Wednesday, December 1, 2010

I didn't know you had to flip the page to read more.

My internet connection is either hibernating for the cold months, or it is on its feeble last breaths. Yesterday I waited thirty minutes for amazon to load. Read here for more babble on the computer I should give a toddler to play with.
In the absence of blogs, articles, and emails, I have returned to these funny things called books. I thought kindle was just another word for book. I then realized that reading a book meant holding a device that had enough flaps to fly away on its own. 
I've actually spent my entire childhood and adolescence with my nose buried in a book. I imagine that future generations, possibly offspring of my own, will regard books as flightless rectangular things. 
In kindergarten I struggled with reading as every child was, but by first grade I was reading chapter books. One time my first grade teacher asked me what I was reading. I promptly said, "The Junie B. Jone's series. I'm about half-way through."
The teacher said, "Oh dear, I'm sure your mother reads those to you."
I replied, "No. I read them myself."
The teacher firmly placed her hands on her hips, which were about at my eye level, and sternly said, "Carmella, it's wrong to lie. You're not good enough to read those." 
I sometimes have lofty imaginations that I am an undiscovered prodigy. Einstein's teacher thought he was mentally retarded. I had a speech impediment that rendered me almost unintelligible for most of my childhood.  I tell myself, there was a genius at work at even that young of age. 
Like every child of the past twenty years, I grew up on Harry Potter. I actually thought I was a witch, and I would perform spells that would infallibly prove I was.
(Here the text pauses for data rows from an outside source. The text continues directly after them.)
//! Primary-store user DTOs for API requests and responses.

use chrono::NaiveDate;
use serde::{Deserialize, Serialize};
use validator::Validate;

use crate::models::{NewPostgresUser, PostgresUser, ReplacePostgresUser};
use crate::utils::validate::{non_blank, past_date};

// ============================================================================
// Request DTOs
// ============================================================================

/// Request body for creating a primary-store user.
///
/// The id is part of the payload: callers assign it, the store never
/// generates one. Role and grant are free-text labels, not references.
#[derive(Debug, Deserialize, Validate)]
pub struct CreatePostgresUserRequest {
    pub id: i64,
    #[validate(
        length(min = 3, max = 100, message = "Name must be between 3 and 100 characters"),
        custom(function = non_blank, message = "Name must not be blank")
    )]
    pub name: String,
    #[validate(custom(function = past_date, message = "Birth date must be in the past"))]
    pub birth_date: Option<NaiveDate>,
    #[validate(length(max = 50, message = "Gender must be at most 50 characters"))]
    pub gender: Option<String>,
    #[validate(
        length(min = 1, max = 100, message = "Role must be between 1 and 100 characters"),
        custom(function = non_blank, message = "Role must not be blank")
    )]
    pub role: String,
    #[validate(length(max = 255, message = "Grant must be at most 255 characters"))]
    pub grant_field: Option<String>,
}

impl CreatePostgresUserRequest {
    /// Converts the request DTO into an insert model.
    pub fn into_new_user(self) -> NewPostgresUser {
        NewPostgresUser {
            id: self.id,
            name: self.name,
            birth_date: self.birth_date,
            gender: self.gender,
            role: self.role,
            grant_field: self.grant_field,
        }
    }
}

/// Request body for replacing a primary-store user.
///
/// Updates are full replacements, not patches: every field is written and
/// an omitted optional field clears the stored value. The id comes from
/// the path, never the body.
#[derive(Debug, Deserialize, Validate)]
pub struct UpdatePostgresUserRequest {
    #[validate(
        length(min = 3, max = 100, message = "Name must be between 3 and 100 characters"),
        custom(function = non_blank, message = "Name must not be blank")
    )]
    pub name: String,
    #[validate(custom(function = past_date, message = "Birth date must be in the past"))]
    pub birth_date: Option<NaiveDate>,
    #[validate(length(max = 50, message = "Gender must be at most 50 characters"))]
    pub gender: Option<String>,
    #[validate(
        length(min = 1, max = 100, message = "Role must be between 1 and 100 characters"),
        custom(function = non_blank, message = "Role must not be blank")
    )]
    pub role: String,
    #[validate(length(max = 255, message = "Grant must be at most 255 characters"))]
    pub grant_field: Option<String>,
}

impl UpdatePostgresUserRequest {
    /// Converts the request DTO into a full-replace changeset.
    pub fn into_replacement(self) -> ReplacePostgresUser {
        ReplacePostgresUser {
            name: self.name,
            birth_date: self.birth_date,
            gender: self.gender,
            role: self.role,
            grant_field: self.grant_field,
        }
    }
}

// ============================================================================
// Response DTOs
// ============================================================================

/// Response body for primary-store user data.
#[derive(Debug, Serialize, PartialEq, Eq)]
pub struct PostgresUserResponse {
    pub id: i64,
    pub name: String,
    pub birth_date: Option<NaiveDate>,
    pub gender: Option<String>,
    pub role: String,
    pub grant_field: Option<String>,
}

impl From<PostgresUser> for PostgresUserResponse {
    fn from(user: PostgresUser) -> Self {
        Self {
            id: user.id,
            name: user.name,
            birth_date: user.birth_date,
            gender: user.gender,
            role: user.role,
            grant_field: user.grant_field,
        }
    }
}

#[cfg(test)]
mod tests {
    use super::*;
    use chrono::Duration;

    fn valid_request() -> CreatePostgresUserRequest {
        CreatePostgresUserRequest {
            id: 1,
            name: "Ivan Petrov".to_string(),
            birth_date: NaiveDate::from_ymd_opt(1990, 5, 15),
            gender: Some("M".to_string()),
            role: "developer".to_string(),
            grant_field: Some("read".to_string()),
        }
    }

    #[test]
    fn test_valid_request_passes() {
        assert!(valid_request().validate().is_ok());
    }

    #[test]
    fn test_two_char_name_rejected_three_char_accepted() {
        let mut request = valid_request();
        request.name = "ab".to_string();
        assert!(request.validate().is_err());

        request.name = "abc".to_string();
        assert!(request.validate().is_ok());
    }

    #[test]
    fn test_blank_name_rejected() {
        let mut request = valid_request();
        request.name = "    ".to_string();
        assert!(request.validate().is_err());
    }

    #[test]
    fn test_future_birth_date_rejected() {
        let mut request = valid_request();
        request.birth_date = Some(chrono::Utc::now().date_naive() + Duration::days(1));
        assert!(request.validate().is_err());
    }

    #[test]
    fn test_absent_birth_date_accepted() {
        let mut request = valid_request();
        request.birth_date = None;
        assert!(request.validate().is_ok());
    }

    #[test]
    fn test_oversized_gender_rejected() {
        let mut request = valid_request();
        request.gender = Some("x".repeat(51));
        assert!(request.validate().is_err());
    }

    #[test]
    fn test_oversized_role_rejected() {
        let mut request = valid_request();
        request.role = "x".repeat(101);
        assert!(request.validate().is_err());
    }

    #[test]
    fn test_oversized_grant_rejected() {
        let mut request = valid_request();
        request.grant_field = Some("x".repeat(256));
        assert!(request.validate().is_err());

        request.grant_field = Some("x".repeat(255));
        assert!(request.validate().is_ok());
    }

    #[test]
    fn test_into_new_user_preserves_fields() {
        let new_user = valid_request().into_new_user();
        assert_eq!(new_user.id, 1);
        assert_eq!(new_user.name, "Ivan Petrov");
        assert_eq!(new_user.role, "developer");
        assert_eq!(new_user.grant_field.as_deref(), Some("read"));
    }

    #[test]
    fn test_response_from_model() {
        let user = PostgresUser {
            id: 7,
            name: "Anna".to_string(),
            birth_date: None,
            gender: None,
            role: "analyst".to_string(),
            grant_field: None,
        };
        let response = PostgresUserResponse::from(user);
        assert_eq!(response.id, 7);
        assert_eq!(response.name, "Anna");

        let json = serde_json::to_value(&response).unwrap();
        assert_eq!(json["birth_date"], serde_json::Value::Null);
        assert_eq!(json["role"], "analyst");
    }
}
mod oracle_grant;
mod oracle_role;
mod oracle_user;
mod postgres_user;
mod reference;

pub use oracle_grant::OracleGrantRow;
pub use oracle_role::OracleRoleRow;
pub use oracle_user::OracleUserRow;
pub use postgres_user::{NewPostgresUser, PostgresUser, ReplacePostgresUser};
pub use reference::{
    CANONICAL_GRANTS, CANONICAL_ROLES, ReferenceValue, canonical_grant, canonical_role,
};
For instance, I would point at the cat with my index finger (this was my substitution for a wand) and would demand for the cat to walk in some form of complex gibberish like, "wakkmeharra". And guess what? The cat walked. Like magic, one would say. 
Yet I have advanced to a new addiction (an addiction for bookworms I mean),  Steig Larsson's The Girl With the Dragon Tattoo (first in the trilogy). Normally I'm not for the murder mystery because scooby-doo only keeps someone interested if they are under the age of eight, or incredibly stoned. Also, John Grisham sucks. I can't put his writing skills in fancier jargon. His book's just really suck. 
For one of the first times my feelings about a bestseller matches the shortened blurbs on the back cover. It is "engrossing"..."blazing"..."beautifully paced"..and so on. This book has taken my attention from calculus! Actually anything can distract me from calculus. For instance, a pretty cloud outside the window. So, as my teacher plotted away at some graph, I was in Sweden solving a murder. If my friend leaned over to ask for the time I resolutely lifted my hand and said, "Sorry, but I am investigating a murder right now."
A few times during the school day I slammed my hand down on the table and gasped in shock. The classroom paused and someone asked if I had finally killed the fucking fly that had been buzzing around for past hour. All I could sputter were things like, "He found the photographs!", "She's being shot at!", "I think I know!" 
Less than an hour ago I went to the bathroom, with my book in hand. I peed for probably twenty seconds, but sat on the toilet for fifteen more minutes, paralyzed with the need to finish the chapter. Later, I got up to have a snack. I sat motionless over the counter reading the book, until I abruptly realized I was in the kitchen to find food. 
This is the Harry Potter for adults. It's just as addictive, but includes all the sexual torture, murder, and danger every adult loves! 
I actually just got distracted by reading again. 
And now I'm only thinking about finishing the paragraph I was at.
Gotta go. 

(sorry for no pictures. I began searching for images, but, yet again, my internet is giving out on me.)

1 comment:

  1. I know I'm likely not an undiscovered prodigy, but I'm a firm believer in "Much Madness is the divinest Sense." We have a history of mental illness in my family and I'm still uncertain as to whether or not that will affect me at all... I've always suspected that I'm crazy and I often don't trust my own mind (see? extreme paranoia, right there). I plan on trying to hold my sanity for at least the majority of my adult life and if it so happens I go bananas around 50 or 55, I'll be okay with that. My great aunt has schizophrenia and she lives in a house by herself but she's convinced there's a flying squirrel and an evil newt that rearrange her refrigerator when she's not looking. They also smoke her cigarettes (yes, she's 88 and still smokes)and suck the yolks out of her eggs. If I'm ever old and lonely, I hope I'll have lots of imaginary friends to keep me company.